[WORK TO BE COMPLETED] Take every line in the entries that includes the word "String" and copy it.

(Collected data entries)
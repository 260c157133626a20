//! In-memory progress tracking for active jobs.
//!
//! Holds the latest `ProgressEvent` of every running job so live queries
//! (current file, byte counters) can be answered without touching storage.
//! Progress is never persisted; entries disappear when a job ends.

use std::collections::HashMap;
use std::sync::Arc;

use anyhow::Result;
use async_trait::async_trait;
use tokio::sync::RwLock;

use super::events::JobObserver;
use super::{Job, ProgressEvent};

#[derive(Clone, Default)]
pub struct ProgressTracker {
    inner: Arc<RwLock<HashMap<String, ProgressEvent>>>,
}

impl ProgressTracker {
    pub fn new() -> Self {
        Self::default()
    }

    pub async fn update(&self, event: ProgressEvent) {
        let mut map = self.inner.write().await;
        map.insert(event.job_id.clone(), event);
    }

    pub async fn get(&self, job_id: &str) -> Option<ProgressEvent> {
        let map = self.inner.read().await;
        map.get(job_id).cloned()
    }

    pub async fn remove(&self, job_id: &str) {
        let mut map = self.inner.write().await;
        map.remove(job_id);
    }

    pub async fn get_all(&self) -> HashMap<String, ProgressEvent> {
        let map = self.inner.read().await;
        map.clone()
    }

    pub async fn active_count(&self) -> usize {
        let map = self.inner.read().await;
        map.len()
    }
}

#[async_trait]
impl JobObserver for ProgressTracker {
    async fn on_job_progress(&self, progress: &ProgressEvent) -> Result<()> {
        self.update(progress.clone()).await;
        Ok(())
    }

    async fn on_job_completed(&self, job: &Job) -> Result<()> {
        self.remove(&job.id).await;
        Ok(())
    }

    async fn on_job_failed(&self, job: &Job, _error: &str) -> Result<()> {
        self.remove(&job.id).await;
        Ok(())
    }

    async fn on_job_cancelled(&self, job: &Job) -> Result<()> {
        self.remove(&job.id).await;
        Ok(())
    }
}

[PROBLEM SOLUTION]
    inner: Arc<RwLock<HashMap<String, ProgressEvent>>>,
    pub async fn get_all(&self) -> HashMap<String, ProgressEvent> {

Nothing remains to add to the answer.